L’azione ex art 2394 bis c.c. una volta esercitata dal curatore non può essere sottratta dall’ambito di sostituzione dell’amministratore giudiziario. L’art 39, co. 1, e 40, co. 3, d.lgs. 159/2011 non prevede limitazioni alla facoltà di esercizio o subentro in azioni concernenti i rapporti relativi ai beni sequestrati da parte dell’amministratore giudiziario e in particolare l’art. 40, co. 3, prevede la facoltà per l’amministratore giudiziario di compiere atti anche a tutela di terzi, tra cui evidentemente i creditori sociali della società oggetto di sequestro e confisca. Da ciò consegue la legittimazione alle azioni dell’amministratore giudiziario e la sopravvenuta carenza di legittimazione atti dei commissari straordinari una volta subentrato nel processo il primo.
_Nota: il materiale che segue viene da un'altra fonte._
use vault_types::{AttachmentId, AttachmentRecord};

use crate::error::StoreResult;
use crate::query::{AttachmentQuery, AttachmentSort, Predicate};

/// Transactional boundary over the durable attachment table.
///
/// All implementations must satisfy these invariants:
/// - Each method is one atomic unit of work.
/// - `content` is immutable once written: `insert` never overwrites, and the
///   only mutable column is `uploader`.
/// - `id == digest(content)` for every stored row.
/// - Two concurrent inserts of the same id produce exactly one row; the loser
///   gets [`StoreError::AlreadyExists`](crate::StoreError::AlreadyExists).
/// - There is no delete: the table is append-only.
pub trait AttachmentStorage: Send + Sync {
    /// Read a row by id. Returns `Ok(None)` if it does not exist.
    fn get(&self, id: &AttachmentId) -> StoreResult<Option<AttachmentRecord>>;

    /// Check whether a row exists.
    fn exists(&self, id: &AttachmentId) -> StoreResult<bool>;

    /// Insert a new row, failing with `AlreadyExists` if the id is present.
    fn insert(&self, record: AttachmentRecord) -> StoreResult<()>;

    /// Replace the uploader of an existing row.
    fn update_uploader(&self, id: &AttachmentId, uploader: &str) -> StoreResult<()>;

    /// All rows matching `query`, ordered by `sort`.
    fn query(&self, query: &AttachmentQuery, sort: &AttachmentSort)
        -> StoreResult<Vec<AttachmentRecord>>;

    /// Number of stored rows.
    fn count(&self) -> StoreResult<u64>;

    /// Rows declaring `contract`, newest version first, most recently
    /// inserted first within a version.
    fn query_versions(
        &self,
        contract: &str,
        trusted_only: bool,
    ) -> StoreResult<Vec<AttachmentRecord>> {
        let mut query = AttachmentQuery::new()
            .contract_class_name(Predicate::Equal(contract.to_string()))
            .version(Predicate::GreaterThanOrEqual(0));
        if trusted_only {
            query = query.trusted_only();
        }
        self.query(&query, &AttachmentSort::latest_first())
    }
}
La legittimazione all’azione di responsabilità verso i creditori sociali ex art 2394 c.c. in capo agli organi della procedura, commissari straordinari e amministratore giudiziario, trova fondamento nell’art 2394 bis c.c. o art. 206 l.fall. e art. 307 d.lgs. 14/2019. Si tratta di esercizio da parte dell’organo della procedura concorsuale di azione che non si trova nel patrimonio della società posta in fallimento, in liquidazione giudiziale, in liquidazione coatta amministrativa o in amministrazione straordinaria, bensì di azione cui erano legittimati i creditori sociali. La legittimazione straordinaria degli organi della procedura all’azione dei creditori si fonda sull’art 2394 bis c.c., che trova la sua ratio nell’attuazione del principio della par condicio creditorum e nella necessità che ogni iniziativa recuperatoria sia finalizzata al soddisfacimento di tutti i creditori sociali una volta aperta la procedura concorsuale. La legittimazione ad agire straordinaria ed esclusiva vede la sostituzione del curatore/commissario/liquidatore/commissario straordinario ai creditori concorsuali.
In ipotesi di fusione, i creditori sociali trovano principale tutela nello strumento dell’opposizione ex art 2503 c.c.; una volta divenuta efficace l’operazione straordinaria, esiste solo la società post fusione con i suoi organi. Dopo la fusione non è ipotizzabile un’azione ex art 2394 c.c. verso gli amministratori delle società partecipanti alla fusione ma non più esistenti, le iniziative dei creditori sociali potranno indirizzarsi agli amministratori della società risultante dalla fusione ai quali, eventualmente, si potrà anche contestare di non aver agito con azione di responsabilità sociale verso gli amministratori della società partecipante all’operazione di fusione e non più esistente per far valere loro una responsabilità per atti gestori che abbiano comportato la perdita del patrimonio sociale. Qualora, successivamente alla operazione di fusione, si dovesse aprire una procedura concorsuale i creditori della procedura possono qualificarsi creditori solo verso la società post-fusione coinvolta nella procedura, quindi solo verso gli organi gestori e di controllo della società risultante dalla fusione può ipotizzarsi l’esercizio dell’azione ex artt. 2394 e 2394 bis c.c. Non si ravvisa, invece, alcuna legittimazione attiva della procedura con l’azione ex art 2394 bis c.c. verso gli amministratori delle società incorporate.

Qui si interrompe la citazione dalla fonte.